Being a therapist, I loved learning new ways to help my clients and in learning these new ways, it helped me too. Over time I became more confident and I learned to love and accept the person I had become. Occasionally my inner child reminded me that there was more work to do, but we’re all a work in progress!
Life A.D. (after death) of Matthew has been so challenging and I’m trying very hard to get back to that exciting, passionate place of infinite possibilities. It just seems wrong to be there now Matthew isn’t around, but this morning I had an ‘aha’ moment. I was daydreaming about practising my attitude of gratitude again and remembering how great my life was B.C. and then I noticed my thoughts. “How can you be grateful for your life after what you’ve been through – you are a heartless person to be grateful for this – you’ll never be that happy again – it’s all bollocks – get with the real world………” and my thoughts went on and on and on! I could feel myself slowly sinking back into life A.D. Matthew.

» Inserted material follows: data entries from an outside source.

use migration::{Migrator, MigratorTrait};
use settings::Database;

mod settings;

#[tokio::main]
async fn main() -> Result<(), Box<dyn std::error::Error + Send + Sync>> {
    let settings = settings::Settings::new()?;

    tracing_subscriber::fmt()
        .with_env_filter(format!(
            "ledgerd={level},server={level},engine={level}",
            level = settings.app.level
        ))
        .init();

    let server = settings.server;
    let edit_window = settings.ledger.edit_window()?;
    let db = parse_database(&server.database).await?;

    let engine = engine::Engine::builder()
        .database(db)
        .edit_window(edit_window)
        .balance_policy(settings.ledger.balance_policy)
        .build()
        .await?;
    tracing::info!(
        edit_window_hours = engine.edit_window().length().num_hours(),
        balance_policy = ?engine.balance_policy(),
        "ledger configured"
    );

    let bind = server.bind.unwrap_or_else(|| "127.0.0.1".to_string());
    let addr = format!("{}:{}", bind, server.port);
    let listener = tokio::net::TcpListener::bind(addr).await?;
    server::run_with_listener(engine, listener).await?;

    Ok(())
}

async fn parse_database(
    config: &Database,
) -> Result<sea_orm::DatabaseConnection, Box<dyn std::error::Error + Send + Sync>> {
    let url = match config {
        Database::Memory => String::from("sqlite::memory:"),
        Database::Sqlite(path) => format!("sqlite:{}?mode=rwc", path),
    };

    let database = sea_orm::Database::connect(url).await?;
    Migrator::up(&database, None).await?;
    Ok(database)
}
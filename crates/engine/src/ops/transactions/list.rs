use chrono::{DateTime, Utc};
use uuid::Uuid;

use sea_orm::{QueryFilter, QueryOrder, TransactionTrait, prelude::*};

use crate::{
    Division, EngineError, Mutability, ResultEngine, Transaction, TransactionKind, transactions,
};

use super::super::{Engine, with_tx};

/// Filters for listing transactions.
///
/// `from` and `to` are both inclusive, in UTC, and apply to `occurred_at`.
#[derive(Clone, Debug, Default)]
pub struct TransactionListFilter {
    /// Case-insensitive substring of the description.
    pub search: Option<String>,
    pub kind: Option<TransactionKind>,
    pub division: Option<Division>,
    pub category: Option<String>,
    pub from: Option<DateTime<Utc>>,
    pub to: Option<DateTime<Utc>>,
}

impl TransactionListFilter {
    /// Returns `true` if `tx` passes every criterion of the filter.
    pub fn matches(&self, tx: &Transaction) -> bool {
        let search_ok = self.search.as_deref().is_none_or(|needle| {
            tx.description
                .to_lowercase()
                .contains(&needle.trim().to_lowercase())
        });
        search_ok
            && self.kind.is_none_or(|kind| tx.kind == kind)
            && self.division.is_none_or(|division| tx.division == division)
            && self
                .category
                .as_deref()
                .is_none_or(|category| tx.category == category)
            && self.from.is_none_or(|from| tx.occurred_at >= from)
            && self.to.is_none_or(|to| tx.occurred_at <= to)
    }
}

fn validate_list_filter(filter: &TransactionListFilter) -> ResultEngine<()> {
    if let (Some(from), Some(to)) = (filter.from, filter.to)
        && from > to
    {
        return Err(EngineError::Validation(
            "invalid range: from must be <= to".to_string(),
        ));
    }
    Ok(())
}

trait ApplyTxFilters: QueryFilter + Sized {
    fn apply_tx_filters(self, filter: &TransactionListFilter) -> Self;
}

impl<T> ApplyTxFilters for T
where
    T: QueryFilter + Sized,
{
    fn apply_tx_filters(mut self, filter: &TransactionListFilter) -> Self {
        if let Some(kind) = filter.kind {
            self = self.filter(transactions::Column::Kind.eq(kind.as_str()));
        }
        if let Some(division) = filter.division {
            self = self.filter(transactions::Column::Division.eq(division.as_str()));
        }
        if let Some(category) = filter.category.as_deref() {
            self = self.filter(transactions::Column::Category.eq(category));
        }
        if let Some(from) = filter.from {
            self = self.filter(transactions::Column::OccurredAt.gte(from));
        }
        if let Some(to) = filter.to {
            self = self.filter(transactions::Column::OccurredAt.lte(to));
        }

        self
    }
}

impl Engine {
    /// Lists every transaction, newest first.
    pub async fn transactions(&self) -> ResultEngine<Vec<Transaction>> {
        self.list_transactions(&TransactionListFilter::default())
            .await
    }

    /// Lists the transactions matching `filter`, newest first.
    ///
    /// Ordering is `(occurred_at DESC, created_at DESC, id DESC)`.
    pub async fn list_transactions(
        &self,
        filter: &TransactionListFilter,
    ) -> ResultEngine<Vec<Transaction>> {
        validate_list_filter(filter)?;
        with_tx!(self, |db_tx| {
            let rows: Vec<transactions::Model> = transactions::Entity::find()
                .apply_tx_filters(filter)
                .order_by_desc(transactions::Column::OccurredAt)
                .order_by_desc(transactions::Column::CreatedAt)
                .order_by_desc(transactions::Column::Id)
                .all(&db_tx)
                .await?;

            let mut out: Vec<Transaction> = Vec::with_capacity(rows.len());
            for model in rows {
                let tx = Transaction::try_from(model)?;
                if filter.matches(&tx) {
                    out.push(tx);
                }
            }
            Ok(out)
        })
    }

    /// Returns a single transaction.
    pub async fn transaction(&self, id: Uuid) -> ResultEngine<Transaction> {
        with_tx!(self, |db_tx| {
            let model = transactions::Entity::find_by_id(id.to_string())
                .one(&db_tx)
                .await?
                .ok_or_else(|| EngineError::KeyNotFound("transaction not exists".to_string()))?;
            Transaction::try_from(model)
        })
    }

    /// Whether the transaction can still be updated right now.
    pub async fn transaction_mutability(&self, id: Uuid) -> ResultEngine<Mutability> {
        let tx = self.transaction(id).await?;
        Ok(self.edit_window.state(tx.created_at, self.now()))
    }
}

#[cfg(test)]
mod tests {
    use chrono::TimeZone;

    use super::*;
    use crate::NewTransactionCmd;

    fn sample() -> Transaction {
        let at = Utc.with_ymd_and_hms(2024, 2, 1, 9, 0, 0).unwrap();
        Transaction::create(
            NewTransactionCmd::expense("Cash", 120, "Coffee beans", "Food")
                .division(Division::Office),
            at,
        )
        .unwrap()
    }

    #[test]
    fn empty_filter_matches_everything() {
        assert!(TransactionListFilter::default().matches(&sample()));
    }

    #[test]
    fn search_is_case_insensitive() {
        let filter = TransactionListFilter {
            search: Some("BEANS".to_string()),
            ..Default::default()
        };
        assert!(filter.matches(&sample()));

        let filter = TransactionListFilter {
            search: Some("tea".to_string()),
            ..Default::default()
        };
        assert!(!filter.matches(&sample()));
    }

    #[test]
    fn criteria_are_combined() {
        let filter = TransactionListFilter {
            kind: Some(TransactionKind::Expense),
            division: Some(Division::Personal),
            ..Default::default()
        };
        assert!(!filter.matches(&sample()));
    }

    #[test]
    fn range_bounds_are_inclusive() {
        let tx = sample();
        let filter = TransactionListFilter {
            from: Some(tx.occurred_at),
            to: Some(tx.occurred_at),
            ..Default::default()
        };
        assert!(filter.matches(&tx));
    }

    #[test]
    fn inverted_range_is_rejected() {
        let tx = sample();
        let filter = TransactionListFilter {
            from: Some(tx.occurred_at),
            to: Some(tx.occurred_at - chrono::TimeDelta::seconds(1)),
            ..Default::default()
        };
        assert!(matches!(
            validate_list_filter(&filter),
            Err(EngineError::Validation(_))
        ));
    }
}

When I became awake to these thoughts, I wondered what Matthew would say if he knew what was going on in my head. My imagination pictured him laughing and saying, “come on mum – get with it – this isn’t you – you’re the positive one – it’s okay to be grateful – I want you to enjoy your life again – Stop wasting precious time on negative thinking.”
Well, thank you Matthew, my attitude of gratitude is going to another level and I am going to include you in my affirmations from now on.
Here goes……..
“Matthew today – I am grateful for the blue sky.”
“Matthew today – I am grateful for the beauty of a deep winter’s frost.”
“Matthew – I am grateful for this moment.”
Life A.D. Matthew, can be whatever I choose it to be!